API Reference
Nexus Delta exposes a RESTful interface over HTTP(S) for synchronous communication. The generally adopted transport format is JSON based, specifically JSON-LD. However, other response formats are supported through Content-Negotiation
The API provides access and management of several primary resource types.
Identities
Identities endpoint can be used to fetch user identities.
Permissions
A permission is the basic unit to provide a way to limit applications’ access to sensitive information.
Realms
A realm provides with the necessary information to perform authentication against a certain OIDC provider .
ACLs
In order to restrict applications’ access to data by placing restrictions on them, three parameters are important:
- permission: the value used to limit a client (user, group) access to resources.
- identity: a client identity reference, e.g. a certain user, a group, an anonymous user or someone who is authenticated to a certain realm.

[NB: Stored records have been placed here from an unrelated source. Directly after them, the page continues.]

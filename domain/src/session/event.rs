//! Session events emitted by the backend.
//!
//! The backend reports everything that happens inside a session as a typed
//! event (`assistant.message`, `assistant.message_delta`, `session.idle`,
//! `tool.execution_start`, ...). [`SessionEvent`] keeps the raw type string
//! and data payload so unknown event kinds pass through to subscribers, and
//! offers accessors for the handful the engine interprets.

use crate::tool::entities::ToolCall;
use serde::{Deserialize, Serialize};

/// Well-known event type names.
pub mod kinds {
    pub const ASSISTANT_MESSAGE: &str = "assistant.message";
    pub const ASSISTANT_MESSAGE_DELTA: &str = "assistant.message_delta";
    pub const ASSISTANT_MESSAGE_DELTA_DOTTED: &str = "assistant.message.delta";
    pub const ASSISTANT_REASONING: &str = "assistant.reasoning";
    pub const ASSISTANT_TURN_START: &str = "assistant.turn_start";
    pub const ASSISTANT_TURN_END: &str = "assistant.turn_end";
    pub const USER_MESSAGE: &str = "user.message";
    pub const TOOL_EXECUTION_START: &str = "tool.execution_start";
    pub const TOOL_EXECUTION_COMPLETE: &str = "tool.execution_complete";
    pub const SESSION_IDLE: &str = "session.idle";
    pub const SESSION_ERROR: &str = "session.error";
    pub const SESSION_START: &str = "session.start";
    /// The running turn was aborted.
    pub const ABORT: &str = "abort";
}

#[derive(Debug, Clone, PartialEq, Serialize, Deserialize)]
pub struct SessionEvent {
    #[serde(rename = "type")]
    pub event_type: String,
    #[serde(default)]
    pub data: serde_json::Value,
}

impl SessionEvent {
    pub fn new(event_type: impl Into<String>, data: serde_json::Value) -> Self {
        Self {
            event_type: event_type.into(),
            data,
        }
    }

    pub fn is(&self, kind: &str) -> bool {
        self.event_type == kind
    }

    /// `data.content` or `data.deltaContent` as a string, when non-empty.
    pub fn content(&self) -> Option<&str> {
        self.data
            .get("content")
            .or_else(|| self.data.get("deltaContent"))
            .and_then(|c| c.as_str())
            .filter(|s| !s.is_empty())
    }

    /// Tool requests announced by an `assistant.message` event.
    ///
    /// Entries without an id or name are skipped; missing arguments become
    /// an empty object.
    pub fn tool_requests(&self) -> Vec<ToolCall> {
        let Some(requests) = self.data.get("toolRequests").and_then(|r| r.as_array()) else {
            return Vec::new();
        };

        requests
            .iter()
            .filter_map(|req| {
                let id = req.get("toolCallId").and_then(|v| v.as_str())?;
                let name = req
                    .get("name")
                    .or_else(|| req.get("toolName"))
                    .and_then(|v| v.as_str())?;
                let arguments = req
                    .get("arguments")
                    .cloned()
                    .unwrap_or_else(|| serde_json::json!({}));
                Some(ToolCall::new(id, name).with_arguments(arguments))
            })
            .collect()
    }

    /// `data.message` for `session.error` events.
    pub fn error_message(&self) -> Option<&str> {
        self.data.get("message").and_then(|m| m.as_str())
    }

    /// `data.toolName` (or `data.name`) for tool execution events.
    pub fn tool_name(&self) -> Option<&str> {
        self.data
            .get("toolName")
            .or_else(|| self.data.get("name"))
            .and_then(|v| v.as_str())
    }
}
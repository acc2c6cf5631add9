//! Application-level configuration.
//!
//! This module provides the configuration types the session engine is
//! driven by:
//!
//! - [`SessionConfig`]: everything fixed at session creation
//! - [`ResumeSessionConfig`]: the subset re-supplied when resuming
//! - [`MessageOptions`]: one prompt submission
//! - [`ProviderConfig`]: bring-your-own-key model provider pass-through

pub mod message_options;
pub mod provider;
pub mod session_config;

pub use message_options::{Attachment, AttachmentKind, MessageOptions};
pub use provider::ProviderConfig;
pub use session_config::{DEFAULT_TURN_TIMEOUT, ResumeSessionConfig, SessionConfig};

- path: the location where to apply the restrictions
An ACL defines the set of permissions that certain identities have on a concrete path.
User Permissions
ACLs are the permission model used in Delta. Sometimes it can be more convenient to ask more basic questions about whether a user has a permission, rather than trying to determine this yourself from the ACLs API. This is what the user permissions API is for
Operations on User Permissions
Organizations
The top-level grouping resource in the platform, called organization
Projects
The 2nd level grouping resources in the platform, called project. Projects provide isolation of ACLs, resource resolution and indices (ElasticSearch index and Blazegraph namespace).
Quotas
Defines the maximum number of resources and events that can exist in a certain scope.
Schemas
A schema is a resource which defines a set of rules and constrains using SHACL.
Resources
A resource is the most generic entity on the Knowledge Graph. Resources can be schemas
, resolvers
, views
, storages
, files
or data
.
Resolvers
A resolver is a resource which defines the way ids are retrieved inside a project.
Views
A view is a resource which defines the way indexing is applied to certain resources inside a project.
Storages
A storage is a resource which represents a backend where files are stored. It describes where and how files are created and retrieve.
Files
A file is a binary attachment resource.
Archives
An archive is a collection of resources stored inside an archive file. The archiving format chosen for this purpose is ZIP file.
Resource Lifecycle
Nexus Delta is build using the event sourcing approach. This strategy captures all changes to an application state as a sequence of events.
All resources in the system generally follow the very same lifecycle, as depicted in the diagram below. Every interaction with an API resource (creation, updates, state changes) is recorded into the system as revisions.
Data is never removed from the system, but rather is marked as deprecated. Depending on the type of resource, the deprecation flag may have various semantics:
- Organizations: the resource itself and sub-resources cannot be updated. Views and resolvers contained within this organization will not be considered during indexing and resolution processes.
- Projects: the resource itself and sub-resources cannot be updated. Views and resolvers contained within this project will not be considered during indexing and resolution processes.
- Schemas: the resource itself cannot be updated and new data conformant to it cannot be created
- Resolvers: the resource itself will not be considered during the resolution process
- Views: the resource itself will not be considered during the indexing process
- Storages: no new files can be created against the deprecated storage
- Files: attachments cannot be added/deleted
- Data: the resource itself cannot be updated
Archives
resources are an exception. Those resources are ephemeral. They will be automatically removed from the system after certain time. This time is configurable (config property app.archives.cache-invalidate-after
) and it defaults to 5 hours.
Future policies may use this flag to determine if or when the deprecated data may be archived.